Everything you describe is "evidence of a blown head gasket."

Two tests, pick one.

Put a cooling system pressure tester on the radiator neck. Start the engine. If the system pressurizes as soon as it's running, before it even starts warming up, you have a blown head gasket.

A compression test will also let you know for certain.
I should have stated the usual signs of a blown headgasket. There is no; smoking or steaming from the exhaust, no milkshake looking oil or coolant, loss of power.

I did try the cooling system pressure test with an Autozone loaner tool. No results. I believe this vehicle has a very small leak that takes awhile to blow the hose off. It blows my mind that GM designs a vehicle that blows the hose off before the 16 psi cap bleeds the pressure off.

I'm skeptical that pulling the plugs and doing a compression or leakdown test will show anything. A pinhole leak is not going to bleed off much psi or %.
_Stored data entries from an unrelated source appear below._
//! `Extractor` / `Extract`: partition once, then decode on demand.

use crate::records::{Bucket, Record, Relation};
use crate::shapes::{self, REQUIRED_SHAPES};
use rayon::prelude::*;
use sdslens_ingest::{IngestError, RdfFormat};
use sdslens_model::{Quad, Vocabulary};
use sdslens_shapes::{
    partition, CompileError, Extraction, ExtractionError, Lens, PartitionMarkers, Partitions,
    QuadSet, ShapeRecord, ShapeRegistry, TriplePattern,
};
use thiserror::Error;

#[derive(Debug, Error)]
pub enum ExtractorError {
    #[error(transparent)]
    Compile(#[from] CompileError),
    #[error("shape document does not declare the `{0}` shape")]
    MissingShape(String),
    #[error(transparent)]
    Ingest(#[from] IngestError),
}

/// Compiled shapes plus the lenses for records, buckets and relations.
///
/// Immutable after construction; share it across threads freely.
#[derive(Debug, Clone)]
pub struct Extractor {
    registry: ShapeRegistry,
    vocab: Vocabulary,
    markers: PartitionMarkers,
    record_lens: Lens,
    bucket_lens: Lens,
    relation_lens: Lens,
}

impl Extractor {
    /// Built-in shapes, default SDS vocabulary.
    pub fn new() -> Result<Self, ExtractorError> {
        Self::with_config(shapes::SHAPES, Vocabulary::default())
    }

    pub fn with_config(shapes_ttl: &str, vocab: Vocabulary) -> Result<Self, ExtractorError> {
        let registry = ShapeRegistry::from_turtle(shapes_ttl)?;
        Self::from_parts(registry, vocab)
    }

    /// Use an already compiled registry.
    pub fn from_parts(registry: ShapeRegistry, vocab: Vocabulary) -> Result<Self, ExtractorError> {
        if let Some(missing) = REQUIRED_SHAPES.iter().find(|name| !registry.contains(name)) {
            return Err(ExtractorError::MissingShape(missing.to_string()));
        }

        let record_lens = Lens::new(
            TriplePattern::with_predicate(vocab.payload_predicate()),
            shapes::RECORD,
        );
        let bucket_lens = Lens::new(
            TriplePattern::with_predicate_object(vocab.type_predicate(), vocab.bucket_type()),
            shapes::BUCKET,
        );
        let relation_lens = Lens::new(
            TriplePattern::with_predicate_object(vocab.type_predicate(), vocab.relation_type()),
            shapes::RELATION,
        );

        tracing::debug!(shapes = registry.len(), "extractor ready");
        Ok(Self {
            markers: PartitionMarkers::from_vocabulary(&vocab),
            registry,
            vocab,
            record_lens,
            bucket_lens,
            relation_lens,
        })
    }

    pub fn registry(&self) -> &ShapeRegistry {
        &self.registry
    }

    pub fn vocabulary(&self) -> &Vocabulary {
        &self.vocab
    }

    /// Partition already parsed quads.
    pub fn extract_quads(&self, quads: Vec<Quad>) -> Extract<'_> {
        Extract {
            extractor: self,
            partitions: partition(quads, &self.markers),
        }
    }

    /// Parse TriG text, then partition it.
    pub fn extract(&self, text: &str) -> Result<Extract<'_>, ExtractorError> {
        self.extract_with_format(text, RdfFormat::TriG)
    }

    pub fn extract_with_format(
        &self,
        text: &str,
        format: RdfFormat,
    ) -> Result<Extract<'_>, ExtractorError> {
        let quads = sdslens_ingest::parse_str(text, format)?;
        Ok(self.extract_quads(quads))
    }

    /// Partition independent batches in parallel.
    pub fn extract_batches(&self, batches: Vec<Vec<Quad>>) -> Vec<Extract<'_>> {
        batches
            .into_par_iter()
            .map(|quads| self.extract_quads(quads))
            .collect()
    }
}

/// One partitioned input, decoded lazily per accessor.
#[derive(Debug, Clone)]
pub struct Extract<'a> {
    extractor: &'a Extractor,
    partitions: Partitions,
}

impl Extract<'_> {
    pub fn partitions(&self) -> &Partitions {
        &self.partitions
    }

    /// Quads outside both description graphs, untouched.
    pub fn get_data(&self) -> &[Quad] {
        self.partitions.data.quads()
    }

    pub fn get_records(&self) -> Vec<Record> {
        self.get_records_report().records
    }

    pub fn get_buckets(&self) -> Vec<Bucket> {
        self.get_buckets_report().records
    }

    pub fn get_relations(&self) -> Vec<Relation> {
        self.get_relations_report().records
    }

    pub fn get_remove_relations(&self) -> Vec<Relation> {
        self.get_remove_relations_report().records
    }

    pub fn get_records_report(&self) -> Extraction<Record> {
        self.run(&self.extractor.record_lens, &self.partitions.addition)
    }

    pub fn get_buckets_report(&self) -> Extraction<Bucket> {
        self.run(&self.extractor.bucket_lens, &self.partitions.addition)
    }

    pub fn get_relations_report(&self) -> Extraction<Relation> {
        self.run(&self.extractor.relation_lens, &self.partitions.addition)
    }

    pub fn get_remove_relations_report(&self) -> Extraction<Relation> {
        self.run(&self.extractor.relation_lens, &self.partitions.removal)
    }

    fn run<T>(&self, lens: &Lens, graph: &QuadSet) -> Extraction<T>
    where
        T: for<'r> TryFrom<&'r ShapeRecord, Error = ExtractionError>,
    {
        lens.execute_with(&self.extractor.registry, graph, |record| T::try_from(&record))
    }
}

#[cfg(test)]
mod tests {
    use super::*;

    fn assert_send_sync<T: Send + Sync>() {}

    #[test]
    fn extractor_is_shareable() {
        assert_send_sync::<Extractor>();
        assert_send_sync::<Extract<'static>>();
    }

    #[test]
    fn shape_document_without_required_shapes_is_rejected() {
        let shapes = r#"
            @prefix sh: <http://www.w3.org/ns/shacl#>.
            @prefix xsd: <http://www.w3.org/2001/XMLSchema#>.
            [ ] a sh:NodeShape; sh:targetClass <http://example.org/Record>;
              sh:property [ sh:name "stream"; sh:path <http://example.org/s>; sh:datatype xsd:string ].
        "#;
        let err = Extractor::with_config(shapes, Vocabulary::default()).unwrap_err();
        assert!(matches!(err, ExtractorError::MissingShape(name) if name == "Bucket"));
    }

    #[test]
    fn malformed_shape_document_is_a_compile_error() {
        let err = Extractor::with_config("this is not turtle", Vocabulary::default()).unwrap_err();
        assert!(matches!(err, ExtractorError::Compile(CompileError::Syntax(_))));
    }

    #[test]
    fn unparseable_input_is_an_ingest_error() {
        let extractor = Extractor::new().unwrap();
        let err = extractor.extract("<a> <b> .").unwrap_err();
        assert!(matches!(err, ExtractorError::Ingest(_)));
    }
}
I don't have GM experience but plenty of shade tree mechanicing. What's puzzling is how it blows the hose after parking. Maybe because there's no electric fan to run once the engine is shut off. The other puzzling part is why don't air bubbles show up inside the radiator cap neck or coolant tank while running once warmed up?
 

Last edited by handyandyfl; 07-05-2016 at 06:24 PM.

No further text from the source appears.